Please copy each line in the records below that contains the string "BuildReport".

### Items from a data source
◆ ◆ ◆
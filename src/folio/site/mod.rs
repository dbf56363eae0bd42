//! # Site Generation
//!
//! Writes the static site into the output directory:
//!
//! ```text
//! dist/
//! ├── index.html                        # latest posts, featured projects
//! ├── blog/index.html                   # every post (selection `all`)
//! ├── blog/pillar/<id>/index.html       # one page per pillar
//! ├── blog/<slug>/index.html            # post pages
//! ├── projects/index.html               # every project
//! ├── projects/status/<id>/index.html   # one page per status
//! ├── og/<slug>.png                     # preview images, when enabled
//! └── rss.xml
//! ```
//!
//! ## Filtered Lists
//!
//! A static site has no script to hold selection state, so every selection value is
//! rendered ahead of time as its own page. Each page is a snapshot of one [`FilterView`]
//! after `select_category`; following a control link is the selection action. The
//! control strip is the same on every page, one link per selectable value, with the
//! current page's link marked active.
//!
//! Drafts are left out unless the build asks for them, and never reach the feed or get
//! preview images.

pub mod render;
pub mod templates;

use crate::config::SiteConfig;
use crate::error::Result;
use crate::feed;
use crate::filter::{FilterView, Selection};
use crate::model::{by_sort_order, newest_first, Category, Pillar, Post, Project, ProjectStatus};
use crate::preview::raster::{render_png, PreviewAssets};
use crate::preview::PreviewLayout;
use render::{HomePage, HtmlRenderer, PostPage, SiteMeta, NO_POSTS, NO_PROJECTS};
use std::fs;
use std::path::{Path, PathBuf};

/// Posts shown on the home page.
pub const HOME_POSTS: usize = 3;

/// Where one filtered list and its selection pages live.
#[derive(Debug, Clone, Copy)]
pub struct ListRoute {
    pub base: &'static str,
    pub segment: &'static str,
    pub heading: &'static str,
    pub filter_label: &'static str,
    pub empty_message: &'static str,
}

pub const POSTS_ROUTE: ListRoute = ListRoute {
    base: "blog",
    segment: "pillar",
    heading: "Blog",
    filter_label: "Filter posts by pillar",
    empty_message: NO_POSTS,
};

pub const PROJECTS_ROUTE: ListRoute = ListRoute {
    base: "projects",
    segment: "status",
    heading: "Projects",
    filter_label: "Filter projects by status",
    empty_message: NO_PROJECTS,
};

impl ListRoute {
    /// Site-relative directory of a selection's page, e.g. `blog/pillar/sovereign-ai`.
    pub fn dir<C: Category>(&self, selection: Selection<C>) -> String {
        match selection {
            Selection::All => self.base.to_string(),
            Selection::Only(c) => format!("{}/{}/{}", self.base, self.segment, c.id()),
        }
    }

    pub fn href<C: Category>(&self, selection: Selection<C>) -> String {
        format!("/{}/", self.dir(selection))
    }
}

#[derive(Debug, Clone)]
pub struct BuildOptions {
    pub out_dir: PathBuf,
    pub include_drafts: bool,
}

/// What a build wrote, with paths relative to the output directory.
#[derive(Debug, Clone, Default)]
pub struct BuildReport {
    pub files: Vec<PathBuf>,
    pub posts: usize,
    pub projects: usize,
    pub drafts_skipped: usize,
    pub previews: usize,
}

struct PageWriter<'a> {
    out_dir: &'a Path,
    report: BuildReport,
}

impl PageWriter<'_> {
    fn write(&mut self, relative: impl Into<PathBuf>, contents: impl AsRef<[u8]>) -> Result<()> {
        let relative = relative.into();
        let path = self.out_dir.join(&relative);
        if let Some(parent) = path.parent() {
            fs::create_dir_all(parent)?;
        }
        fs::write(&path, contents)?;
        tracing::debug!(path = %relative.display(), "wrote");
        self.report.files.push(relative);
        Ok(())
    }

    fn page(&mut self, dir: &str, html: String) -> Result<()> {
        self.write(Path::new(dir).join("index.html"), html)
    }
}

/// Builds the whole site.
///
/// `previews` carries the loaded preview assets when preview images are enabled.
pub fn build_site(
    config: &SiteConfig,
    posts: Vec<Post>,
    projects: Vec<Project>,
    options: &BuildOptions,
    previews: Option<&PreviewAssets>,
) -> Result<BuildReport> {
    let total_posts = posts.len();
    let mut posts: Vec<Post> = posts
        .into_iter()
        .filter(|p| options.include_drafts || !p.draft)
        .collect();
    newest_first(&mut posts);
    let mut projects = projects;
    by_sort_order(&mut projects);

    let renderer = HtmlRenderer::new()?;
    let site = SiteMeta::new(&config.title, &config.description, &config.author);
    let mut out = PageWriter {
        out_dir: &options.out_dir,
        report: BuildReport {
            posts: posts.len(),
            projects: projects.len(),
            drafts_skipped: total_posts - posts.len(),
            ..Default::default()
        },
    };
    fs::create_dir_all(&options.out_dir)?;
    tracing::info!(out_dir = %options.out_dir.display(), "building site");

    let home = HomePage {
        posts: posts
            .iter()
            .take(HOME_POSTS)
            .map(crate::card::PostCard::from_post)
            .collect(),
        projects: projects
            .iter()
            .filter(|p| p.featured)
            .map(crate::card::ProjectCard::from_project)
            .collect(),
    };
    out.page("", renderer.home(&site, &home)?)?;

    let mut view = FilterView::new(&posts);
    for selection in Selection::<Pillar>::options() {
        view.select_category(selection);
        let html = renderer.post_list(&site, &view, &POSTS_ROUTE)?;
        out.page(&POSTS_ROUTE.dir(selection), html)?;
    }

    let mut view = FilterView::new(&projects);
    for selection in Selection::<ProjectStatus>::options() {
        view.select_category(selection);
        let html = renderer.project_list(&site, &view, &PROJECTS_ROUTE)?;
        out.page(&PROJECTS_ROUTE.dir(selection), html)?;
    }

    for post in &posts {
        let og_image = match previews {
            Some(assets) if !post.draft => {
                let png = render_png(&PreviewLayout::for_post(post, config)?, assets)?;
                out.write(format!("og/{}.png", post.slug), png)?;
                out.report.previews += 1;
                Some(config.absolute_url(&format!("og/{}.png", post.slug))?)
            }
            _ => None,
        };
        let canonical = feed::item_link(config, &post.slug)?;
        let page = PostPage::new(post, canonical, og_image);
        out.page(&format!("blog/{}", post.slug), renderer.post(&site, &page)?)?;
    }

    out.write("rss.xml", feed::render_rss(config, &posts)?)?;

    tracing::info!(
        files = out.report.files.len(),
        previews = out.report.previews,
        "site built"
    );
    Ok(out.report)
}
◆ ◆ ◆
### Solution
pub struct BuildReport {
    report: BuildReport,
) -> Result<BuildReport> {
        report: BuildReport {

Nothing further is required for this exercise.